Ao longo da vida, Marcos trabalhou como mecânico, panfleteiro, plaqueiro e artesão. Ele também já vendeu sorvetes e coletou latas de alumínio para reciclagem. “Hoje estou aposentado, mas a situação financeira é uma dificuldade nessa fase da vida. Encontrar uma companheira também é”, explica, sem perder o bom humor. Além das aulas, ele diz que procura passar bons momentos ao lado das duas filhas, dos oito netos e dos dois bisnetos. “O segredo é não estacionar”, resume.

Nova mentalidade

O especialista em gerontologia Diego Liguori, de 67 anos (foto abaixo), lembra que o envelhecimento da população requer o desenvolvimento de políticas públicas e um esforço da iniciativa privada. “Precisamos pensar na infraestrutura das cidades, no atendimento à saúde, conversar sobre o envelhecimento nas escolas e pensar em recolocação profissional e inclusão digital. As empresas também terão de passar por uma mudança de mentalidade, pois, daqui a alguns anos, são os idosos que vão trabalhar.”

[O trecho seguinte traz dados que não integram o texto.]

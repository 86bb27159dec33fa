//! Filter-and-collapse pipeline behind a headless controller.
//!
//! App shells (CLI, desktop) call methods on [`FilterController`] and
//! subscribe to its events; nothing here depends on a renderer.

pub mod controller;
pub mod state;

pub use controller::{
    ControllerError, FilterController, FilterStats, FilteredViewExport, VisibleSet,
};
pub use state::{
    CollapseSettings, CollapseState, FILTER_STATE_KEY, FilterState, FilterStateStore, GroupRecord,
};
pub mod collapse;
pub mod discovery;
pub mod predicate;
pub mod session;
pub mod snapshot;
pub mod time;
pub mod visibility;

pub use collapse::{
    CollapseEngine, CollapsedView, REPRESENTATIVE_LABEL, RepresentativeEdge, RepresentativeNode,
    RerouteEdge,
};
pub use discovery::{
    DEFAULT_TIME_FIELDS, PropertySummary, SessionSummary, available_properties, discover_sessions,
    discover_time_range,
};
pub use predicate::{InvalidPattern, PredicateReport, PropertyPredicateFilter, PropertySource};
pub use session::{
    Fallback, INFERRED_MARKER, RECENT_WINDOW_MS, SESSION_PROPERTIES, SessionSelection,
    SessionTimeSelector, session_of,
};
pub use snapshot::{GraphSnapshot, LoadReport, SnapshotError};
pub use time::parse_timestamp_ms;
pub use visibility::{Visibility, VisibilityResolver};

use graphsift_core::{EdgeId, NodeId};
use std::collections::BTreeSet;

/// A set of node and edge ids flowing between pipeline stages.
#[derive(Debug, Clone, Default, PartialEq, Eq)]
pub struct Selection {
    pub nodes: BTreeSet<NodeId>,
    pub edges: BTreeSet<EdgeId>,
}

impl Selection {
    pub fn everything(snapshot: &GraphSnapshot) -> Self {
        Self {
            nodes: snapshot.node_ids().cloned().collect(),
            edges: snapshot.edge_ids().cloned().collect(),
        }
    }

    /// Nodes as given; edges are every snapshot edge with both endpoints in `nodes`.
    pub fn induced(snapshot: &GraphSnapshot, nodes: BTreeSet<NodeId>) -> Self {
        let edges = snapshot
            .edges()
            .filter(|e| nodes.contains(&e.from) && nodes.contains(&e.to))
            .map(|e| e.id.clone())
            .collect();
        Self { nodes, edges }
    }

    /// Drop edges whose `from` or `to` is not in the node set.
    pub fn retain_connected(&mut self, snapshot: &GraphSnapshot) {
        let nodes = &self.nodes;
        self.edges.retain(|id| {
            snapshot
                .edge(id)
                .is_some_and(|e| nodes.contains(&e.from) && nodes.contains(&e.to))
        });
    }

    pub fn is_empty(&self) -> bool {
        self.nodes.is_empty() && self.edges.is_empty()
    }
}
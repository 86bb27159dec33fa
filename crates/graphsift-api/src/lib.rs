pub mod dto;
pub mod errors;
pub mod ingest;

pub use dto::*;
pub use errors::ApiError;
pub use ingest::{coerce_value, display_name_for};
//! Margin statistics of the maximum.
//!
//! Small companions to the selection modes: how decisively the maximum
//! wins, either over the runner-up or over the mean of everything else.
//! Useful as confidence signals next to an `ARG_MAX`-style selection.

/// Margin of the maximum over the second-largest value.
///
/// Returns `None` for inputs shorter than two elements. Duplicated
/// maxima yield a margin of `0.0`.
///
/// ```rust
/// assert_eq!(onehot::max_vs_next(&[3.0, 9.0, 6.0]), Some(3.0));
/// assert_eq!(onehot::max_vs_next(&[7.0, 7.0]), Some(0.0));
/// ```
pub fn max_vs_next(values: &[f64]) -> Option<f64> {
    if values.len() < 2 {
        return None;
    }
    let mut top = f64::NEG_INFINITY;
    let mut next = f64::NEG_INFINITY;
    for &x in values {
        if x > top {
            next = top;
            top = x;
        } else if x > next {
            next = x;
        }
    }
    Some(top - next)
}

/// Margin of the maximum over the mean of the remaining values.
///
/// Returns `None` for inputs shorter than two elements. Only the first
/// occurrence of the maximum is excluded from the mean.
pub fn max_vs_avg(values: &[f64]) -> Option<f64> {
    if values.len() < 2 {
        return None;
    }
    let (max_idx, max_val) = values
        .iter()
        .enumerate()
        .fold((0, values[0]), |(bi, bv), (i, &x)| {
            if x > bv {
                (i, x)
            } else {
                (bi, bv)
            }
        });
    let rest_sum: f64 = values
        .iter()
        .enumerate()
        .filter(|&(i, _)| i != max_idx)
        .map(|(_, &x)| x)
        .sum();
    Some(max_val - rest_sum / (values.len() - 1) as f64)
}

Diego conta como é a vida após os 60 anos: “ser idoso não é ruim, é uma etapa interessante da vida. Claro, é importante se preparar para essa fase. Logo após a aposentadoria, pode vir a sensação de luto porque a pessoa perde os amigos de trabalho. Mas depois é possível se recuperar e descobrir novas atividades para continuar ativo, melhorar a autoestima e seguir participando da sociedade”, diz ele, que é professor de espanhol da Universidade Aberta à Terceira Idade da USP, pratica natação e também ajuda nos cuidados do neto Felipe, de 1 ano e oito meses. Liguori destaca a importância do diálogo entre pessoas de gerações distintas para a troca de experiências e o preparo para a nova realidade do envelhecimento. “Idosos e jovens precisam se comunicar para quebrar preconceitos. A pessoa idosa ainda tem muito a oferecer para a sociedade”, completa.